Binary search is notoriously tricky to implement, and so we also provide a
testing function to help catch any bugs:

In [1]:
def binary_search(x, lst):
    """Returns an index i such that list[i] == x.
    If x is not in lst, returns -1.
    lst must be in sorted order, from smallest to biggest.
    """
    lo = 0
    hi = len(lst) - 1
    while lo <= hi:
        mid = (lo + hi) // 2  # // is integer division
        if lst[mid] == x:
            return mid        # x found at location mid
        elif x < lst[mid]:
            hi = mid - 1
        else:                 # lst[mid] < x
            lo = mid + 1
    return -1                 # x not in lst

def binary_search_test():
    """Test that binary search works correctly.
    assert expr does nothing if expr evaluates to True. If expr evaluates to
    False, then the program immediately crashes with an error message.
    """
    assert binary_search(5, []             ) == -1
    assert binary_search(5, [3]            ) == -1
    assert binary_search(5, [3, 1]         ) == -1
    assert binary_search(5, [5]            ) ==  0
    assert binary_search(5, [5, 2]         ) ==  0
    assert binary_search(5, [2, 5]         ) ==  1
    assert binary_search(5, [5, 5, 5]      ) in [0, 1, 2]
    assert binary_search(5, [1, 2, 5, 4, 7]) ==  2
    print('all binary_search tests passed!')

binary_search_test()

all binary_search tests passed!


## Comparing Linear Search and Binary Search

Binary search is typically much faster than linear search, especially when
searching long lists. Here's the results of an experiment showing how their real
time performance compares:

# ![sorting time line graph for linear and binary search](searchRealTimeGraph_small.png)

This shows that are linear search is slower than both the built-in `index` and
binary search. The linear search graph is not perfectly smooth since the
computer running the experiment is doing other things at the same time, and so
occasionally slows down or speeds up.

## Estimated Performance of Linear Search and Binary Search

We can get estimates of the performance of linear search and binary search by
looking at the number of **comparisons** they do. Comparisons turns out to be
proportional to the running-time of algorithms like linear search and binary
search.

Suppose you run linear search on a list of 100 items. It might:

- **Do 1 comparison**. This happens when the first element is the target.
- **Do 100 comparisons**. This happens when the target is the last element, or
  not in the list.
- **Do somewhere between 1 and 100 comparisons**, depending on where the target
  is.

If we assume that the target is equally likely to be at any position, then, on
average, we would expect to do about 50 comparisons. In general, if a list has
$n$ items, then linear search does about $\frac{n}{2}$ comparisons on average.

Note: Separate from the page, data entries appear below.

//! Chorus and doubling
//!
//! Layered, slightly detuned copies of a voice decorrelate the phase advance
//! between consecutive STFT frames, and the LFO sweeping the copies makes
//! the spectral bandwidth breathe periodically. For a single stationary
//! source every bin advances by the same phase per hop, so the mean
//! `|cos Δφ|` stays close to its natural value.

use super::{EffectKind, EffectResult, MAX_CONFIDENCE};
use crate::analyzer::AnalysisContext;
use crate::dsp::correlation::centered_autocorrelation;
use crate::dsp::features::bandwidth_series;
use crate::dsp::peaks::local_maxima_above;
use crate::dsp::stats::{coefficient_of_variation, round_to};
use crate::error::DetectorFailure;

const MIN_MODULATION_FRAMES: usize = 20;
/// Lag window (frames) searched for bandwidth modulation
const MODULATION_LAGS: (usize, usize) = (2, 100);
const MODULATION_PEAK: f64 = 0.3;

const LOW_COHERENCE: f64 = 0.7;
const REDUCED_COHERENCE: f64 = 0.85;

/// Mean `|cos Δφ|` between consecutive frames over every bin
fn phase_coherence(phases: &[Vec<f64>]) -> Option<f64> {
    let mut sum = 0.0;
    let mut count = 0usize;
    for pair in phases.windows(2) {
        for (a, b) in pair[0].iter().zip(pair[1].iter()) {
            sum += (b - a).cos().abs();
            count += 1;
        }
    }
    (count > 0).then(|| sum / count as f64)
}

pub fn detect(ctx: &AnalysisContext<'_>) -> Result<EffectResult, DetectorFailure> {
    let mut result = EffectResult::new(EffectKind::ChorusDoubling);
    let stft = ctx.stft();
    let phases = stft
        .phases
        .as_ref()
        .ok_or_else(|| DetectorFailure::new("phase spectrum unavailable"))?;

    let coherence = phase_coherence(phases);
    if let Some(c) = coherence {
        result.param("phase_coherence", round_to(c, 4));
    }

    let bandwidth = bandwidth_series(stft);
    result.param(
        "bandwidth_cv",
        round_to(coefficient_of_variation(&bandwidth), 4),
    );

    if bandwidth.len() > MIN_MODULATION_FRAMES {
        let ac = centered_autocorrelation(&bandwidth);
        let end = (ac.len() - 1).min(MODULATION_LAGS.1);
        let peaks = local_maxima_above(&ac, MODULATION_LAGS.0, end, MODULATION_PEAK);
        if !peaks.is_empty() {
            result.add(0.3);
            result.evidence(format!(
                "Periodic bandwidth modulation detected ({} peaks)",
                peaks.len()
            ));
        }
    }

    match coherence {
        Some(c) if c < LOW_COHERENCE => {
            result.add(0.3);
            result.evidence(format!("Low phase coherence: {:.3} (typical of chorus)", c));
        }
        Some(c) if c < REDUCED_COHERENCE => {
            result.add(0.1);
            result.evidence(format!("Slightly reduced phase coherence: {:.3}", c));
        }
        _ => {}
    }

    result.confidence = result.confidence.min(MAX_CONFIDENCE);
    if result.evidence.is_empty() {
        result.evidence("No chorus/doubling indicators found");
    }
    Ok(result.finish())
}
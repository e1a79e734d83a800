//! JSON export

use crate::analyzer::AnalysisReport;
use std::io::{self, Write};

/// Write all reports as a pretty-printed JSON array
pub fn write<W: Write>(writer: &mut W, reports: &[AnalysisReport]) -> io::Result<()> {
    serde_json::to_writer_pretty(&mut *writer, reports)?;
    writeln!(writer)
}

/// One report as a pretty-printed JSON object
pub fn to_string(report: &AnalysisReport) -> io::Result<String> {
    Ok(serde_json::to_string_pretty(report)?)
}

#[cfg(test)]
mod tests {
    use super::*;
    use crate::detectors::EffectKind;
    use crate::report::fixtures::{effect, report};

    #[test]
    fn test_field_names() {
        let r = report(true, vec![effect(EffectKind::EqFiltering, 0.4)]);
        let value: serde_json::Value = serde_json::from_str(&to_string(&r).unwrap()).unwrap();

        for key in [
            "file",
            "filename",
            "duration_seconds",
            "sample_rate",
            "voice_detected",
            "fundamental_frequency_hz",
            "dependencies_available",
            "spectral_profile",
            "effects_detected",
        ] {
            assert!(value.get(key).is_some(), "missing {}", key);
        }
        assert_eq!(value["spectral_profile"]["harmonic_ratio"], 0.8741);
        assert_eq!(value["dependencies_available"]["formant_extractor"], true);
        assert_eq!(value["effects_detected"][0]["effect"], "eq_filtering");
        assert_eq!(value["effects_detected"][0]["confidence"], 0.4);
    }

    #[test]
    fn test_missing_f0_is_null() {
        let r = report(false, vec![]);
        let value: serde_json::Value = serde_json::from_str(&to_string(&r).unwrap()).unwrap();
        assert!(value["fundamental_frequency_hz"].is_null());
    }

    #[test]
    fn test_write_array() {
        let reports = vec![report(true, vec![]), report(false, vec![])];
        let mut out = Vec::new();
        write(&mut out, &reports).unwrap();
        let value: serde_json::Value = serde_json::from_slice(&out).unwrap();
        assert_eq!(value.as_array().map(|a| a.len()), Some(2));
    }
}
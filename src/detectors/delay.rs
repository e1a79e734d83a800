//! Delay and echo
//!
//! An echo repeats the energy envelope after a fixed lag, so the
//! autocorrelation of the mean-removed RMS envelope peaks at that lag.
//! Lags between 50 ms (below that it is doubling, not echo) and 1 s are
//! searched; several peaks point at a feedback delay.

use super::{EffectKind, EffectResult, MAX_CONFIDENCE};
use crate::analyzer::context::HOP;
use crate::analyzer::AnalysisContext;
use crate::dsp::correlation::centered_autocorrelation;
use crate::dsp::envelope::frames_per_second;
use crate::dsp::peaks::find_peaks;
use crate::dsp::stats::{round_to, std_dev};
use crate::dsp::EPSILON;
use crate::error::DetectorFailure;

const MIN_DELAY_SECS: f64 = 0.05;
const MAX_DELAY_SECS: f64 = 1.0;
const MIN_SEARCH_FRAMES: usize = 5;
const PEAK_HEIGHT: f64 = 0.15;
const PEAK_DISTANCE: usize = 5;
const STRONG_ECHO: f64 = 0.4;
const WEAK_ECHO: f64 = 0.2;

pub fn detect(ctx: &AnalysisContext<'_>) -> Result<EffectResult, DetectorFailure> {
    let mut result = EffectResult::new(EffectKind::DelayEcho);

    let rms = ctx.rms();
    if std_dev(rms) < EPSILON {
        return Ok(result.finish());
    }
    let ac = centered_autocorrelation(rms);

    let fps = frames_per_second(ctx.sample_rate(), HOP);
    let min_lag = (MIN_DELAY_SECS * fps) as usize;
    let max_lag = ((MAX_DELAY_SECS * fps) as usize).min(ac.len());
    if max_lag <= min_lag || max_lag - min_lag < MIN_SEARCH_FRAMES {
        return Ok(result.finish());
    }
    let region = &ac[min_lag..max_lag];

    let peaks = find_peaks(region, PEAK_HEIGHT, PEAK_DISTANCE);
    let strongest = peaks
        .iter()
        .copied()
        .max_by(|&a, &b| region[a].total_cmp(&region[b]).then(b.cmp(&a)));

    if let Some(peak) = strongest {
        let lag = peak + min_lag;
        let delay_secs = lag as f64 / fps;
        let height = ac[lag];

        result.param("delay_time_seconds", round_to(delay_secs, 3));
        result.param("delay_time_ms", round_to(delay_secs * 1000.0, 1));
        result.param("correlation_strength", round_to(height, 3));

        if height > STRONG_ECHO {
            result.confidence = (0.4 + height * 0.5).min(0.9);
            result.evidence(format!(
                "Strong echo at {:.0}ms (correlation: {:.2})",
                delay_secs * 1000.0,
                height
            ));
        } else if height > WEAK_ECHO {
            result.confidence = 0.2 + height * 0.3;
            result.evidence(format!(
                "Possible echo at {:.0}ms (correlation: {:.2})",
                delay_secs * 1000.0,
                height
            ));
        }

        if peaks.len() > 1 {
            result.param("echo_count", peaks.len());
            result.evidence(format!("Multiple echo peaks detected ({})", peaks.len()));
            result.confidence = (result.confidence + 0.1).min(MAX_CONFIDENCE);
        }
    }

    if result.evidence.is_empty() {
        result.evidence("No delay/echo detected");
    }
    Ok(result.finish())
}
//! Dynamic range compression
//!
//! # Crest Factor
//!
//! Crest factor is peak / RMS in dB. Compression pulls peaks down toward the
//! average level, so heavily compressed vocals have a low crest factor:
//!
//! ```text
//! Crest factor | Reading              | Implied ratio
//! -------------|----------------------|--------------
//! 12 - 18 dB   | Natural speech       | -
//! < 14 dB      | Light compression    | 2:1
//! < 10 dB      | Moderate compression | 4:1
//! < 6 dB       | Heavy / limiting     | 8:1+
//! ```
//!
//! The spread between loud and quiet frames (P95 - P5 of the RMS envelope,
//! silence excluded) is a second, independent indicator.

use super::{EffectKind, EffectResult, MAX_CONFIDENCE};
use crate::analyzer::AnalysisContext;
use crate::dsp::envelope::{rms, to_db_envelope};
use crate::dsp::stats::{percentile, round_to, variance};
use crate::dsp::{amplitude_to_db, EPSILON};
use crate::error::DetectorFailure;

/// Frames more than this far below the loudest frame are silence
const SILENCE_WINDOW_DB: f64 = 60.0;
const MIN_ACTIVE_FRAMES: usize = 10;

pub fn detect(ctx: &AnalysisContext<'_>) -> Result<EffectResult, DetectorFailure> {
    let mut result = EffectResult::new(EffectKind::Compression);
    let samples = ctx.samples();

    let peak = samples.iter().fold(0.0f64, |m, &x| m.max(x.abs()));
    let rms_global = rms(samples);
    if rms_global < EPSILON {
        return Ok(result.finish());
    }

    let crest_db = amplitude_to_db(peak / rms_global);
    result.param("crest_factor_db", round_to(crest_db, 2));
    result.param("peak_amplitude", round_to(peak, 4));
    result.param("rms_amplitude", round_to(rms_global, 4));

    let rms_db = to_db_envelope(ctx.rms());
    let loudest = rms_db.iter().copied().fold(f64::NEG_INFINITY, f64::max);
    let active: Vec<f64> = rms_db
        .iter()
        .copied()
        .filter(|&v| v > loudest - SILENCE_WINDOW_DB)
        .collect();

    let mut dynamic_range = None;
    if active.len() > MIN_ACTIVE_FRAMES {
        if let (Some(p95), Some(p5)) = (percentile(&active, 95.0), percentile(&active, 5.0)) {
            let dr = p95 - p5;
            result.param("dynamic_range_db", round_to(dr, 2));
            result.param("rms_variance_db2", round_to(variance(&active), 2));
            dynamic_range = Some(dr);
        }
    }

    if crest_db < 6.0 {
        result.add(0.5);
        result.param("estimated_ratio", "8:1+");
        result.evidence(format!(
            "Very low crest factor: {:.1}dB (heavy compression)",
            crest_db
        ));
    } else if crest_db < 10.0 {
        result.add(0.3);
        result.param("estimated_ratio", "4:1");
        result.evidence(format!(
            "Low crest factor: {:.1}dB (moderate compression)",
            crest_db
        ));
    } else if crest_db < 14.0 {
        result.add(0.1);
        result.param("estimated_ratio", "2:1");
        result.evidence(format!(
            "Mild crest factor: {:.1}dB (light compression)",
            crest_db
        ));
    }

    if let Some(dr) = dynamic_range {
        if dr < 6.0 {
            result.add(0.3);
            result.evidence(format!("Very narrow dynamic range: {:.1}dB", dr));
        } else if dr < 12.0 {
            result.add(0.15);
            result.evidence(format!("Reduced dynamic range: {:.1}dB", dr));
        }
    }

    result.confidence = result.confidence.min(MAX_CONFIDENCE);
    Ok(result.finish())
}
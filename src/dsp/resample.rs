//! Sample rate conversion
//!
//! Band-limited resampling through rubato's FFT resampler. Content above the
//! target Nyquist is filtered out instead of folding back into the bands the
//! detectors measure.

use crate::error::{AnalysisError, Result};
use rubato::{FftFixedInOut, Resampler};

/// Requested input chunk; rubato rounds it to a multiple of the rate ratio
const CHUNK_SIZE: usize = 1024;

/// Resample mono samples from `from_rate` to `to_rate`
///
/// The output is aligned with the input (the resampler delay is trimmed) and
/// holds `len * to_rate / from_rate` samples, rounded.
pub fn resample(samples: &[f64], from_rate: u32, to_rate: u32) -> Result<Vec<f64>> {
    if from_rate == 0 || to_rate == 0 {
        return Err(AnalysisError::invalid_input(format!(
            "cannot resample from {} Hz to {} Hz",
            from_rate, to_rate
        )));
    }
    if samples.is_empty() || from_rate == to_rate {
        return Ok(samples.to_vec());
    }

    let mut resampler =
        FftFixedInOut::<f64>::new(from_rate as usize, to_rate as usize, CHUNK_SIZE, 1)
            .map_err(|e| AnalysisError::Resample(e.to_string()))?;

    let delay = resampler.output_delay();
    let expected =
        (samples.len() as f64 * to_rate as f64 / from_rate as f64).round() as usize;
    let mut output = Vec::with_capacity(delay + expected + resampler.output_frames_max());

    // Keep feeding (zero padding past the end) until the delayed tail is out
    let mut pos = 0;
    while output.len() < delay + expected {
        let needed = resampler.input_frames_next();
        let mut chunk = Vec::with_capacity(needed);
        if pos < samples.len() {
            chunk.extend_from_slice(&samples[pos..(pos + needed).min(samples.len())]);
        }
        chunk.resize(needed, 0.0);

        let input = vec![chunk];
        let resampled = resampler
            .process(&input, None)
            .map_err(|e| AnalysisError::Resample(e.to_string()))?;
        match resampled.into_iter().next() {
            Some(channel) if !channel.is_empty() => output.extend(channel),
            _ => return Err(AnalysisError::Resample("resampler produced no output".into())),
        }
        pos += needed;
    }

    output.drain(..delay);
    output.truncate(expected);
    log::trace!(
        "Resampled {} samples at {} Hz to {} at {} Hz",
        samples.len(),
        from_rate,
        output.len(),
        to_rate
    );
    Ok(output)
}

#[cfg(test)]
mod tests {
    use super::*;
    use std::f64::consts::PI;

    fn sine(freq: f64, sample_rate: u32, len: usize, amp: f64) -> Vec<f64> {
        (0..len)
            .map(|i| amp * (2.0 * PI * freq * i as f64 / sample_rate as f64).sin())
            .collect()
    }

    /// Amplitude of `freq` in `samples` by projection onto a complex exponential
    fn amplitude_at(samples: &[f64], freq: f64, sample_rate: u32) -> f64 {
        let (mut re, mut im) = (0.0, 0.0);
        for (i, &s) in samples.iter().enumerate() {
            let phase = 2.0 * PI * freq * i as f64 / sample_rate as f64;
            re += s * phase.cos();
            im -= s * phase.sin();
        }
        2.0 * (re * re + im * im).sqrt() / samples.len() as f64
    }

    // ==========================================================================
    // ANTI-ALIASING TESTS
    // ==========================================================================
    //
    // 15 kHz at 44.1 kHz lies above the 11.025 kHz Nyquist of 22.05 kHz. A
    // naive resampler folds it to 22050 - 15000 = 7050 Hz at full amplitude.
    // The 13230-sample window holds whole periods of both 7050 Hz and 1 kHz.
    // ==========================================================================

    const WINDOW: std::ops::Range<usize> = 4000..17230;

    #[test]
    fn test_tone_above_nyquist_is_suppressed() {
        let input = sine(15000.0, 44100, 44100, 0.5);
        let out = resample(&input, 44100, 22050).unwrap();
        let alias = amplitude_at(&out[WINDOW], 7050.0, 22050);
        assert!(alias < 0.01, "aliased amplitude {}", alias);
    }

    #[test]
    fn test_passband_tone_survives() {
        let input = sine(1000.0, 44100, 44100, 0.5);
        let out = resample(&input, 44100, 22050).unwrap();
        let amp = amplitude_at(&out[WINDOW], 1000.0, 22050);
        assert!((amp - 0.5).abs() < 0.02, "1 kHz amplitude {}", amp);
    }

    // ==========================================================================
    // LENGTH AND EDGE CASES
    // ==========================================================================

    #[test]
    fn test_output_length() {
        assert_eq!(resample(&vec![0.0; 44100], 44100, 22050).unwrap().len(), 22050);
        assert_eq!(resample(&vec![0.0; 48000], 48000, 16000).unwrap().len(), 16000);
        assert_eq!(resample(&vec![0.0; 1000], 44100, 16000).unwrap().len(), 363);
    }

    #[test]
    fn test_constant_interior_preserved() {
        let out = resample(&vec![0.25; 44100], 44100, 16000).unwrap();
        for &v in &out[2000..14000] {
            assert!((v - 0.25).abs() < 0.01, "{}", v);
        }
    }

    #[test]
    fn test_same_rate_and_empty() {
        assert_eq!(resample(&[1.0, 2.0], 22050, 22050).unwrap(), vec![1.0, 2.0]);
        assert!(resample(&[], 44100, 22050).unwrap().is_empty());
    }

    #[test]
    fn test_zero_rate_rejected() {
        assert!(matches!(
            resample(&[1.0, 2.0], 0, 22050),
            Err(AnalysisError::InvalidInput(_))
        ));
    }
}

In contrast, binary search cuts the list in half at each step. So if there are
initially 100 items (in ascending sorted order), then, the size of the list
decreases like this: 100, 50, 25, 12, 6, 3, 1. In general, if a list has $n$
items, then binary search does, at most, $\log_2 n$ comparisons.

Since the number of comparisons is proportional to the running time, we can say
that linear search runs in time proportional to $n$, and binary search runs in
time proportional to $\log_2 n$.

To get an idea of how much better binary search is, look at this table:

|   **n**  | **log2 n** |
|----------|------------|
|    16    |      4     |
|    32    |      5     |
|    64    |      6     |
|   128    |      7     |
| 1048576  |     20     |

1048576 is $2^{20}$, which is just over a million. If you have a sorted list of
a million values, then, in the worst case, linear search would do 1048576
comparisons, but binary search would only do about $\log_2 1000000 \approx 20$
comparisons.